酵母在渗透压胁迫下,还可通过调节细胞内氨基酸的含量来增加细胞对外界渗透压的响应。在产甘油假丝酵母中,细胞受到渗透压刺激后胞内γ-氨基丁酸含量有所提高。外源添加γ-氨基丁酸或过表达γ-氨基丁酸关键合成酶谷氨酸脱羧酶基因(Cggad1),能够促进细胞在高渗条件下的生长,增强酵母的耐高渗能力[15]。有研究发现在酿酒酵母中γ-氨基丁酸通过减少活性氧的产生来增强细胞的热抗逆性[16],但尚未见报道证实渗透压诱导了γ-氨基丁酸的积累过程。

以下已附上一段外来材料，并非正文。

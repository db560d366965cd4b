use thiserror::Error;

use crate::SagaId;

/// Errors that can occur when reading or writing saga run records.
#[derive(Debug, Error)]
pub enum RunStoreError {
    /// A database error occurred.
    #[error("Database error: {0}")]
    Database(#[from] sqlx::Error),

    /// A database migration error occurred.
    #[error("Migration error: {0}")]
    Migration(#[from] sqlx::migrate::MigrateError),

    /// A serialization/deserialization error occurred.
    #[error("Serialization error: {0}")]
    Serialization(#[from] serde_json::Error),

    /// A stored record could not be interpreted.
    #[error("Corrupt run record: {0}")]
    Corrupt(String),

    /// The backend refused or could not complete the operation.
    #[error("Run store unavailable for saga {saga_id}: {reason}")]
    Unavailable { saga_id: SagaId, reason: String },
}

/// Result type for run store operations.
pub type Result<T> = std::result::Result<T, RunStoreError>;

以上这些差异也许是产甘油假丝酵母比酿酒酵母具有更好的渗透压抗逆能力的原因。
目前,酵母的渗透压抗逆机制主要集中于酿酒酵母,对产甘油假丝酵母等具有高渗透压抗逆性的工业酵母研究尚存不足,仍需从基因水平、转录水平、蛋白水平等多个方面来探究工业酵母的高渗抗逆机制。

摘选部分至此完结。